◆ Work item ◆
In the material below, how many lines contain "claude"? Answer with the number alone.

◆ Provided entries ◆
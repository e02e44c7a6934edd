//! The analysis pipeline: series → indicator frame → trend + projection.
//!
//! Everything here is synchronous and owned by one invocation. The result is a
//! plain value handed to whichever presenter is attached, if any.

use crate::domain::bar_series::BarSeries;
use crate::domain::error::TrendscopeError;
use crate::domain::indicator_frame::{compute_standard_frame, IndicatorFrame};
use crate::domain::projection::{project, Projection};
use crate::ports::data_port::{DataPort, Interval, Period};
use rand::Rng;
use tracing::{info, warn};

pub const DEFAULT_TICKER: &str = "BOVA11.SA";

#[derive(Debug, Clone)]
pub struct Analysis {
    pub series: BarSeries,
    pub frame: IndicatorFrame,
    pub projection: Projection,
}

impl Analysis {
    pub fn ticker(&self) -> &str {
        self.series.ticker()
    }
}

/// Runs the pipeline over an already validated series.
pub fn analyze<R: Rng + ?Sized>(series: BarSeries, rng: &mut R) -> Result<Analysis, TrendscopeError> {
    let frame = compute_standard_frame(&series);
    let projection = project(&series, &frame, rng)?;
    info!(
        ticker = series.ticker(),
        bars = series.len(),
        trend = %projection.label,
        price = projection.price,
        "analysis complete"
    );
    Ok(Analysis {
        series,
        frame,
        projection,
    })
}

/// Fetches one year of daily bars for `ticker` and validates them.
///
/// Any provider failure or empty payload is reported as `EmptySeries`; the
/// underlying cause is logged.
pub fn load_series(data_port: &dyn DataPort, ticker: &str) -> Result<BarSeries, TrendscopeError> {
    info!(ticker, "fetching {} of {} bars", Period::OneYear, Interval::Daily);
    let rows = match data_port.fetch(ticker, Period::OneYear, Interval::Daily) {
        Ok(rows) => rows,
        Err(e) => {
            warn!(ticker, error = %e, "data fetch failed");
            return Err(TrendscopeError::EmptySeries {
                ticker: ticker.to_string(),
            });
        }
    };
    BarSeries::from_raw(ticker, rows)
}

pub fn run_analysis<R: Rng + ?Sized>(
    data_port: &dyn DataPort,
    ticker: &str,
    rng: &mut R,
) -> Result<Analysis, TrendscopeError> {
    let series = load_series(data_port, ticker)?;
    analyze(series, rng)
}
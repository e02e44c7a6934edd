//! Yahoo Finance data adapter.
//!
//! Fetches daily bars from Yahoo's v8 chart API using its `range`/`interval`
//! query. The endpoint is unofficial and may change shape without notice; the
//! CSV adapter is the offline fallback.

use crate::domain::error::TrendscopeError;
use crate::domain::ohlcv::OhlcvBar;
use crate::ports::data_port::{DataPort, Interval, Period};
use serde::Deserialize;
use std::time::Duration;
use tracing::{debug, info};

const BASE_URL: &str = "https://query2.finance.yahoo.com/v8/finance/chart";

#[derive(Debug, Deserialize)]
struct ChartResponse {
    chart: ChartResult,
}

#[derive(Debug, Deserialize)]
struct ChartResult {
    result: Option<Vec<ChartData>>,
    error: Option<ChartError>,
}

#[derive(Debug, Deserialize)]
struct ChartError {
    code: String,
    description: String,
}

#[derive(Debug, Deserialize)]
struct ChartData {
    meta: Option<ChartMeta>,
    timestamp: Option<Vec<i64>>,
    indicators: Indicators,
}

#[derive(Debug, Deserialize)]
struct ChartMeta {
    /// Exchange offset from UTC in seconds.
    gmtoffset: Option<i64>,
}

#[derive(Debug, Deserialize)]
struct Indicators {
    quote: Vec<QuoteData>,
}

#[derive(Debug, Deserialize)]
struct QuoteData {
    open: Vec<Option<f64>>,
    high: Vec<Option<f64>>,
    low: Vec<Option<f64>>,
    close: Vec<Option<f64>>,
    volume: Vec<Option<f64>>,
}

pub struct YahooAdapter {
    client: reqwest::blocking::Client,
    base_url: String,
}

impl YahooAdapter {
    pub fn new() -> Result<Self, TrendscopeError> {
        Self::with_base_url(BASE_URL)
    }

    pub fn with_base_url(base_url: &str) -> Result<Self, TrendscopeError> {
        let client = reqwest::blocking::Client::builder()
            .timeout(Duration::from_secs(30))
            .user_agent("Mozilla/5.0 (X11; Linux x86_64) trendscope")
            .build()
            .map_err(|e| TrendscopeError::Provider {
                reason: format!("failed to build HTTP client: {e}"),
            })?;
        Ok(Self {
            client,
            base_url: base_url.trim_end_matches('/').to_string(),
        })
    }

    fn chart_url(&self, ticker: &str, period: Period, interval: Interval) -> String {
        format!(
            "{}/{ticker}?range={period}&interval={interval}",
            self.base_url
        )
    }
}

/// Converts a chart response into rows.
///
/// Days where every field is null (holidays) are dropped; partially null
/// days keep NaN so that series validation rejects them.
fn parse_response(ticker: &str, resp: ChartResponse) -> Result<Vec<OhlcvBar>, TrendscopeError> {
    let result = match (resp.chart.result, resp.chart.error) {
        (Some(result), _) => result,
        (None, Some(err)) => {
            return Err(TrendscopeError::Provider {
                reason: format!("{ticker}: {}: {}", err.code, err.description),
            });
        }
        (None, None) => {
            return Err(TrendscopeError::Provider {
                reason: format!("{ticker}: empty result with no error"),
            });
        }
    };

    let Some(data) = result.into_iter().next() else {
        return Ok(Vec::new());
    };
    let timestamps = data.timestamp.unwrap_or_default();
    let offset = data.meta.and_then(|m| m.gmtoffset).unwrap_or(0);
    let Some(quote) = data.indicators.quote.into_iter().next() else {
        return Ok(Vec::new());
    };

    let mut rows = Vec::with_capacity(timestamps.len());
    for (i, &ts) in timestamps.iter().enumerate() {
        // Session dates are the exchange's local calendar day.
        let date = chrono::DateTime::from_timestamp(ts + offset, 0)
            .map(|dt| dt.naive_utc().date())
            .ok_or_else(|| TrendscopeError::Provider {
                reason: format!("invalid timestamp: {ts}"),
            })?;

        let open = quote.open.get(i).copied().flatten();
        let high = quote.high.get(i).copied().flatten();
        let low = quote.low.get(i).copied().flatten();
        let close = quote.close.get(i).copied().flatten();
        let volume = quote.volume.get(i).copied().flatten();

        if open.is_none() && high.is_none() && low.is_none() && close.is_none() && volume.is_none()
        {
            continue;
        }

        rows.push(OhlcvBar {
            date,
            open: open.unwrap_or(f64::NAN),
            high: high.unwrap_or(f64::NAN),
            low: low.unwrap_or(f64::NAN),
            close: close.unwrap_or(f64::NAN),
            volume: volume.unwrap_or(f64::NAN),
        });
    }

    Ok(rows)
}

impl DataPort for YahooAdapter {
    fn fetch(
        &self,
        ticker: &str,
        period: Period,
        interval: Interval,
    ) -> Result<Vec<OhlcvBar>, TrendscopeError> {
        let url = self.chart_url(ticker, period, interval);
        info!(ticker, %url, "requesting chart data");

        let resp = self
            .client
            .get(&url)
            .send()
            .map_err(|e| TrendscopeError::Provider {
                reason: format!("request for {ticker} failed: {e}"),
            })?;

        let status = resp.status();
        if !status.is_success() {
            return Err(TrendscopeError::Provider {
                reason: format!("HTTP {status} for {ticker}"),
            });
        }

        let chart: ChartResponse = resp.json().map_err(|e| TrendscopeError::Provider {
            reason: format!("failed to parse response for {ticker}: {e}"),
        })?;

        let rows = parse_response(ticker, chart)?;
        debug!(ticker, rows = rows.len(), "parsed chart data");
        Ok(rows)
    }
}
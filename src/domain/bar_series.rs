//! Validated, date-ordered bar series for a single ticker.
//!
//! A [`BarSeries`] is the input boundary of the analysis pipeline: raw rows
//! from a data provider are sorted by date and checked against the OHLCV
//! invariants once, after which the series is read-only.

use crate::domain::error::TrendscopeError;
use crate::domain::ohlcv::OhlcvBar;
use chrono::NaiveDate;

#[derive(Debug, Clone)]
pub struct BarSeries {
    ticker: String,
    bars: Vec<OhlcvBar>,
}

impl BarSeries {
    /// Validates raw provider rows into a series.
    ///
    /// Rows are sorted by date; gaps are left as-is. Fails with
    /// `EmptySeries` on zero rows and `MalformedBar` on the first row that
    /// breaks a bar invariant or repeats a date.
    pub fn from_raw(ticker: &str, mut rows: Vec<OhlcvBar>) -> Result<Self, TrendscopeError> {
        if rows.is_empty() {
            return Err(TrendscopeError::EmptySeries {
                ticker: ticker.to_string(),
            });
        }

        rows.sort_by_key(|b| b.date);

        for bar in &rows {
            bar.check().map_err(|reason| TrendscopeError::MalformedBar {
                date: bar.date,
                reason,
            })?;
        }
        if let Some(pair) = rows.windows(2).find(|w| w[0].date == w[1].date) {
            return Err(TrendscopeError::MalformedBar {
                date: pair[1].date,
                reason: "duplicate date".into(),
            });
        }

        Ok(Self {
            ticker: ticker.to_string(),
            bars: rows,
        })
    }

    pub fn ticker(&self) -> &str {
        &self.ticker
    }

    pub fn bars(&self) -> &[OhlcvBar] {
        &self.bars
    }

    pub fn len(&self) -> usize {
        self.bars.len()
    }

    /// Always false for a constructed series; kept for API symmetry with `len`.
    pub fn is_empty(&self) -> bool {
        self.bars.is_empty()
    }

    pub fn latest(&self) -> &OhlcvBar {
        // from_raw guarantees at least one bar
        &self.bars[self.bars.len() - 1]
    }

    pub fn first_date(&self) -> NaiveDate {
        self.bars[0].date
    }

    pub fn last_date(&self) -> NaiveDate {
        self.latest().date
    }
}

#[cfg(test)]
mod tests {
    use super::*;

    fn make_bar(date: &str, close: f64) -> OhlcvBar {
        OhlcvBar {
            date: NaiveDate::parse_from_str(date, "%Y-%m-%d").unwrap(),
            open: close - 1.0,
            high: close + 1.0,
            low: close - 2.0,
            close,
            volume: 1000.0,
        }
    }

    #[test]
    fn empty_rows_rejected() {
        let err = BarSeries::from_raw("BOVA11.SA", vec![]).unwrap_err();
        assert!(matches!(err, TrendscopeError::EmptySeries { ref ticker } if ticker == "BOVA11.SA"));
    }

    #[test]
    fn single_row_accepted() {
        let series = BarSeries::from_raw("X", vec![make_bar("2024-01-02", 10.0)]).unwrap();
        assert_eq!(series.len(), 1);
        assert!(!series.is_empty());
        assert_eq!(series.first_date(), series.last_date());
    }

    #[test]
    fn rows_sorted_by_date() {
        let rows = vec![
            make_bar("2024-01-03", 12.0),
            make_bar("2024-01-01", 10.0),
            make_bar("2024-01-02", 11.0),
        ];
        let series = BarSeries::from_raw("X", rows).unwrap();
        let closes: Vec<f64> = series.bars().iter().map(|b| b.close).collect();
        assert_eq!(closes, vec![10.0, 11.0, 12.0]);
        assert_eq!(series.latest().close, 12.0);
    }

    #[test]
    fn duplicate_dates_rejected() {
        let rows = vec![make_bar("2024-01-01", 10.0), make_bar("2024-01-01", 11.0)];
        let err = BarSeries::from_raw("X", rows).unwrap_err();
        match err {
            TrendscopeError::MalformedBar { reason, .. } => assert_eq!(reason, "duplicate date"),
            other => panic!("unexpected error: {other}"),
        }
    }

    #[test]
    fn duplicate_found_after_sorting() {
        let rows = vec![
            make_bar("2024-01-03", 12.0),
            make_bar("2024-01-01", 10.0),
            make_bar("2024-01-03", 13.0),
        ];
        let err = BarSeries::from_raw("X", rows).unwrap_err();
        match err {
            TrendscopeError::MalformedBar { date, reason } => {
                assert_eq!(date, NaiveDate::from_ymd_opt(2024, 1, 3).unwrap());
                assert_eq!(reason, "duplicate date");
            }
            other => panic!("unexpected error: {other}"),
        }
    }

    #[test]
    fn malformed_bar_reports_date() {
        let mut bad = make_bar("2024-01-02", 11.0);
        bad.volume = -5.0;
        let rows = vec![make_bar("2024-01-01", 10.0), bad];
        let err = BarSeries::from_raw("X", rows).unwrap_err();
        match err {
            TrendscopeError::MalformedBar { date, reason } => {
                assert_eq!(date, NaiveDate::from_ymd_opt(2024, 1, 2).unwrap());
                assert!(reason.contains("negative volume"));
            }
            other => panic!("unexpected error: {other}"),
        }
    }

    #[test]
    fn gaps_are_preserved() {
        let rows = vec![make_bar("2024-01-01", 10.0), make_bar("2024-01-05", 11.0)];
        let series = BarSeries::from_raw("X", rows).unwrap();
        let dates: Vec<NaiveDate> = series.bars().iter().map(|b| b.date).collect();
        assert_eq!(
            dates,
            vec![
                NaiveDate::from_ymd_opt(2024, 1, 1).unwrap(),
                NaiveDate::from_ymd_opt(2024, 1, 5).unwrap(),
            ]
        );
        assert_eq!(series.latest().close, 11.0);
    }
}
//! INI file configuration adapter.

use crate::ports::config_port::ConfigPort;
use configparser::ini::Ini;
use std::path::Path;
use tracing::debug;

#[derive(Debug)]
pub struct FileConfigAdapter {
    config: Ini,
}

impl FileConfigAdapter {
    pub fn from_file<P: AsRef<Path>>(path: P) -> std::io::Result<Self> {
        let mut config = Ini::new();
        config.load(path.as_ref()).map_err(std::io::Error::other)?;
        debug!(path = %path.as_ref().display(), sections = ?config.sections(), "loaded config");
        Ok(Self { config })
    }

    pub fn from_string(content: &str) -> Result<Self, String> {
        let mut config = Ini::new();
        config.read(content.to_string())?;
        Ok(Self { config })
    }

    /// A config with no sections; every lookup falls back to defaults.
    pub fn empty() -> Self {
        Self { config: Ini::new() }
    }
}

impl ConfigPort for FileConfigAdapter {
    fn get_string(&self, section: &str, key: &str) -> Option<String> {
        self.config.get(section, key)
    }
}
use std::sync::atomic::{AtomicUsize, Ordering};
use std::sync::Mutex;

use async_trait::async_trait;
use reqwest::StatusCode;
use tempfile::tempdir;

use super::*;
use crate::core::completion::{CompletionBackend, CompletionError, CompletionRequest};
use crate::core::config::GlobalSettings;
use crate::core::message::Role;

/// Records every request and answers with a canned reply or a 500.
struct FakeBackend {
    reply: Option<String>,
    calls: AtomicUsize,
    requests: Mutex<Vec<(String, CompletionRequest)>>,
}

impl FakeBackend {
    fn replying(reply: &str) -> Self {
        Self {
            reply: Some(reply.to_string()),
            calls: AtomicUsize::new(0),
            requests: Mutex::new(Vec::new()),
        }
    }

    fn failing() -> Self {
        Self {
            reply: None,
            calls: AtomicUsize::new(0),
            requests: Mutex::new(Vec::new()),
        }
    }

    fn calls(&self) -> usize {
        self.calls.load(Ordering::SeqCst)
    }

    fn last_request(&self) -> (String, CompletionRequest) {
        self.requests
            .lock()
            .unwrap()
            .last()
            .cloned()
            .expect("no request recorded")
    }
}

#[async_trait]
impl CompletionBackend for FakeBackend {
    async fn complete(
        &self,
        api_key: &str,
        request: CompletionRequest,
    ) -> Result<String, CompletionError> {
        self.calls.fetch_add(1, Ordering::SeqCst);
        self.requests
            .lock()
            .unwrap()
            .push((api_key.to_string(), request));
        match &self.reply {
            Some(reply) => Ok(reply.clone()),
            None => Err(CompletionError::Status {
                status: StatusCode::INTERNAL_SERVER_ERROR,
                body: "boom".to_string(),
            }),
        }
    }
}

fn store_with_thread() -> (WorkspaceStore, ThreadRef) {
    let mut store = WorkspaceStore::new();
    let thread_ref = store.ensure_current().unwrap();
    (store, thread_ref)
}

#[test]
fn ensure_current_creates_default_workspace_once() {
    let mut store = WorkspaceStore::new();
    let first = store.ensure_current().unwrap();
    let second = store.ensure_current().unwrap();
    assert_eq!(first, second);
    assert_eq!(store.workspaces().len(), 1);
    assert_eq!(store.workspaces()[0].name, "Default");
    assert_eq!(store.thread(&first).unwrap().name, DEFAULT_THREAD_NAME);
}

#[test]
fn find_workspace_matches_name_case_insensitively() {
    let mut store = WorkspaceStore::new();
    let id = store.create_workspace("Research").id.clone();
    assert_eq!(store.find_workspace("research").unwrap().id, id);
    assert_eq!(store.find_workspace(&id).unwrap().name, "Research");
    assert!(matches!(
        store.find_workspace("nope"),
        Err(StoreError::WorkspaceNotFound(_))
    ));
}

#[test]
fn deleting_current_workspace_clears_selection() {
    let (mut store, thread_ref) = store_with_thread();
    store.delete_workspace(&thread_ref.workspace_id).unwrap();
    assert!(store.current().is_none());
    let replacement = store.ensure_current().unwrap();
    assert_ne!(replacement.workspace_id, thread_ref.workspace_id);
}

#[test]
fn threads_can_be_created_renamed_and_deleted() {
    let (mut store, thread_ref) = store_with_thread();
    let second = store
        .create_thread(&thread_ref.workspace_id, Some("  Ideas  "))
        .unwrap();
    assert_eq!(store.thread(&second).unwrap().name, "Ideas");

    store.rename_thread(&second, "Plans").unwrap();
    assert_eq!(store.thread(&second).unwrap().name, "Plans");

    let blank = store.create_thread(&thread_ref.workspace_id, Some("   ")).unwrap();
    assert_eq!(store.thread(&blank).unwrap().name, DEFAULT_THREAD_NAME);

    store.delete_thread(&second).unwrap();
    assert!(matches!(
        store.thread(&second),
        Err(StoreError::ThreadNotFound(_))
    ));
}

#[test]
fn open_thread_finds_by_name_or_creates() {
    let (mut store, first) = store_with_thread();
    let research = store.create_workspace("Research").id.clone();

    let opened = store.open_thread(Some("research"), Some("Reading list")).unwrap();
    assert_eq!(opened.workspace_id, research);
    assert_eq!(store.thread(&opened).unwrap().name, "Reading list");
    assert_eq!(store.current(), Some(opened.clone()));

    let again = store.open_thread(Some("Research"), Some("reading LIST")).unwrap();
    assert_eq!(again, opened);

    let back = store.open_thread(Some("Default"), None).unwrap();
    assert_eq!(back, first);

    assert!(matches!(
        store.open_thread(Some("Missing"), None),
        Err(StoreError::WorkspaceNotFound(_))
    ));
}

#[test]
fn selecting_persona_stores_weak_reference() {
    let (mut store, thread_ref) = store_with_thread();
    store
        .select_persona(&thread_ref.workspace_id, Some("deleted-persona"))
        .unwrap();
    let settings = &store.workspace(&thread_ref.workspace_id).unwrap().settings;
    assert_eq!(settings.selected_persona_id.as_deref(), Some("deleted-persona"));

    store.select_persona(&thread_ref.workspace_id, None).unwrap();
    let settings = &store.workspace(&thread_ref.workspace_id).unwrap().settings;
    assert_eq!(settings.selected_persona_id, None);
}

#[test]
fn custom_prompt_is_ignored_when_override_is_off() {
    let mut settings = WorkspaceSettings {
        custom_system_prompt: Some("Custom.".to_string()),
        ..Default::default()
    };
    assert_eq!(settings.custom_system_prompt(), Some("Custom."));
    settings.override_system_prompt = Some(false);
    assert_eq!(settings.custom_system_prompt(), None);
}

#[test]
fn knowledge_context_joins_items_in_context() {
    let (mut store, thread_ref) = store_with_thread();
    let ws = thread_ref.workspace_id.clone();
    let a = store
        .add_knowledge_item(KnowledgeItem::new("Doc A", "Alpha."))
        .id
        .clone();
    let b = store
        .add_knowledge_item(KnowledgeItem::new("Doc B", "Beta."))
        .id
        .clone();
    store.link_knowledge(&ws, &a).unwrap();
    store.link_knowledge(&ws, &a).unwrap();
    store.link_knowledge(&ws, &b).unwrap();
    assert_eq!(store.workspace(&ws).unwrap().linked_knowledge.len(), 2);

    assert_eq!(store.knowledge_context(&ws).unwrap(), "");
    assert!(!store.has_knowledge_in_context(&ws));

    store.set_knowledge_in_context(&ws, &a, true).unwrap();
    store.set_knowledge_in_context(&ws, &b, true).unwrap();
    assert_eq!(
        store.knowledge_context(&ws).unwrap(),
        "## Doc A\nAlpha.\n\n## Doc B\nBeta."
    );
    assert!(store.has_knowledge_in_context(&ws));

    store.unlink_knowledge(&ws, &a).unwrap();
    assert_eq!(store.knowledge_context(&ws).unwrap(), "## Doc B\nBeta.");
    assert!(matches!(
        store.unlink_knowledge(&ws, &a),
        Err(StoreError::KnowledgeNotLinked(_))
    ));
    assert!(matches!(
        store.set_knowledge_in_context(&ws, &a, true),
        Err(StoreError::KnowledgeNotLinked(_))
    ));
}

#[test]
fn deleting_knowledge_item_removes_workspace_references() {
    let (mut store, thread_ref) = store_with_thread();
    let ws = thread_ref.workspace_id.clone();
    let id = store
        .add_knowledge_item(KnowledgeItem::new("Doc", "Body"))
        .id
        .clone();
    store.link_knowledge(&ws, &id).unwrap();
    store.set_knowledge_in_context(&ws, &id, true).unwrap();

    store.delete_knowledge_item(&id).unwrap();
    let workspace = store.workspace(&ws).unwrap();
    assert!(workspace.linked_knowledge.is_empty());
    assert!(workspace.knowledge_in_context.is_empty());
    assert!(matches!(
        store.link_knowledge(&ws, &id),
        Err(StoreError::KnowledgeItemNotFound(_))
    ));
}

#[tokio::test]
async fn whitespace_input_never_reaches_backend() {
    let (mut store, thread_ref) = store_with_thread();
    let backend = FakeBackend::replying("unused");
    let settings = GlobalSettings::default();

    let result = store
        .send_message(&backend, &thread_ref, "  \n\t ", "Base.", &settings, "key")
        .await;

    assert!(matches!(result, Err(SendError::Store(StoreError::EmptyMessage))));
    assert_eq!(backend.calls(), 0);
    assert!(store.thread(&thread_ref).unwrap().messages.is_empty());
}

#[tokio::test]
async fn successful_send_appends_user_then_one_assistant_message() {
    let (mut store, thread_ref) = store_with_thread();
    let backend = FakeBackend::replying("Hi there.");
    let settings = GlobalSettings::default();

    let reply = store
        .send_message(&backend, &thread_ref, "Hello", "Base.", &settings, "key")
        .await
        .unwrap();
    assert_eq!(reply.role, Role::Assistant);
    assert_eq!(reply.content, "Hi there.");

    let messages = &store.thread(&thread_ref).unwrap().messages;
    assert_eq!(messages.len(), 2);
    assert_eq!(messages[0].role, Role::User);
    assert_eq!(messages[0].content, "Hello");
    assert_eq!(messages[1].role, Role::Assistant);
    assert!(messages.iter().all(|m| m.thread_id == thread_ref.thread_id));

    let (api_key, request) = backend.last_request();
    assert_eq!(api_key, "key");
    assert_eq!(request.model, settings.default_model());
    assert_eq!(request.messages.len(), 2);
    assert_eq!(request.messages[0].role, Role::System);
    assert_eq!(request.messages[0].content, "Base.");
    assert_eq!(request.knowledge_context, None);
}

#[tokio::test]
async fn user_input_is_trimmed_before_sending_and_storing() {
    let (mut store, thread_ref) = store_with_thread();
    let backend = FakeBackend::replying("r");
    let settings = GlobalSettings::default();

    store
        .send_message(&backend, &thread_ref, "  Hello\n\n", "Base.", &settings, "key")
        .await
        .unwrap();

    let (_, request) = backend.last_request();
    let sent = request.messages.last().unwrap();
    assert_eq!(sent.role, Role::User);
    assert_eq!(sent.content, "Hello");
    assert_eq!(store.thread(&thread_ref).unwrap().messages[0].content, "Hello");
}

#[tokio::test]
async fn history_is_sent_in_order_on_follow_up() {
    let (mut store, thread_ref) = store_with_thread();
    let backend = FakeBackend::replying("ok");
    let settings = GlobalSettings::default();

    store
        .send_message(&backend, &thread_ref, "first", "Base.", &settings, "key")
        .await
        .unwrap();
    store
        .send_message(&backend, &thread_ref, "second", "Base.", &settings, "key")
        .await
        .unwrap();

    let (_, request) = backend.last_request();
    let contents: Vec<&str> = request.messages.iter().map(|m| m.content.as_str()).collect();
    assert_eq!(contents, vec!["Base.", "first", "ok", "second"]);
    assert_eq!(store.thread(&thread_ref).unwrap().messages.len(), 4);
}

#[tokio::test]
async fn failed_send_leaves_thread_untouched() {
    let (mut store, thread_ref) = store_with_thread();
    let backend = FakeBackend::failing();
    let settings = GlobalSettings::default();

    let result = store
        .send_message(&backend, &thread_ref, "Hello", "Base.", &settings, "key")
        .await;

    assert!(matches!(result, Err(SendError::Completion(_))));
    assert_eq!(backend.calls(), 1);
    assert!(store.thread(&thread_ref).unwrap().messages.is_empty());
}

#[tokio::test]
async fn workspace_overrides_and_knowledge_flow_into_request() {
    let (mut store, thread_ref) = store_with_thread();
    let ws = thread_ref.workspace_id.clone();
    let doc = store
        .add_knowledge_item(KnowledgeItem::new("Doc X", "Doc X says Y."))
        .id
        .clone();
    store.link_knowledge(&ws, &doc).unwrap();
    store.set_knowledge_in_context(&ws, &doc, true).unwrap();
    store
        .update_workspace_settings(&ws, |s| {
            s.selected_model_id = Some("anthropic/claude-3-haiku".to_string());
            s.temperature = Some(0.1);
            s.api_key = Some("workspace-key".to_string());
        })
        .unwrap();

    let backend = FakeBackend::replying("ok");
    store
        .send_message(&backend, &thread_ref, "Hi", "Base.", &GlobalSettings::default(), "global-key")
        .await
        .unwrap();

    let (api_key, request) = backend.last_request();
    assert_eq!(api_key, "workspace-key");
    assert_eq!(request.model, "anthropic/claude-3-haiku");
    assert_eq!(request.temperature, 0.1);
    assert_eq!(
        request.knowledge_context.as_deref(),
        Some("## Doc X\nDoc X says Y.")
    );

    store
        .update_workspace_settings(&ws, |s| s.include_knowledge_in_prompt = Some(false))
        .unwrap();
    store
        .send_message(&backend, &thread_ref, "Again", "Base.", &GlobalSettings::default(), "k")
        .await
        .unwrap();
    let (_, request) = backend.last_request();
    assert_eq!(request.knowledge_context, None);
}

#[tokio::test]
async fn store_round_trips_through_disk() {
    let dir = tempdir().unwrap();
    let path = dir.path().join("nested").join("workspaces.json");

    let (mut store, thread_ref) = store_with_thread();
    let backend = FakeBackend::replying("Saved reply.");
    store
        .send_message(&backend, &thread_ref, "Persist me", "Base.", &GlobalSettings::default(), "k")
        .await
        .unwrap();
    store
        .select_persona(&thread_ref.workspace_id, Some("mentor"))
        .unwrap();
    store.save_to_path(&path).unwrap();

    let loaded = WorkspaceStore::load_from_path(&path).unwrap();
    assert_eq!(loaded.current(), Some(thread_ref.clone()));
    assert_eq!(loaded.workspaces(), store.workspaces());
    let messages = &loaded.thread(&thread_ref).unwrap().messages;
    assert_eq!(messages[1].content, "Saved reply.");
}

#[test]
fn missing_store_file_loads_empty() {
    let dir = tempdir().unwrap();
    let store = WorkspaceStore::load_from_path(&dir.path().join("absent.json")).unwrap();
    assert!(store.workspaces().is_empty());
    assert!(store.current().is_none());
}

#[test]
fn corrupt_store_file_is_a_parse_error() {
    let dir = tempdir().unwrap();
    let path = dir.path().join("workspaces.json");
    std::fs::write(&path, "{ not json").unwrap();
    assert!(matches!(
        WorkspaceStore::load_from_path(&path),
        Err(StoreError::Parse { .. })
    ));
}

◆ Your solution ◆
2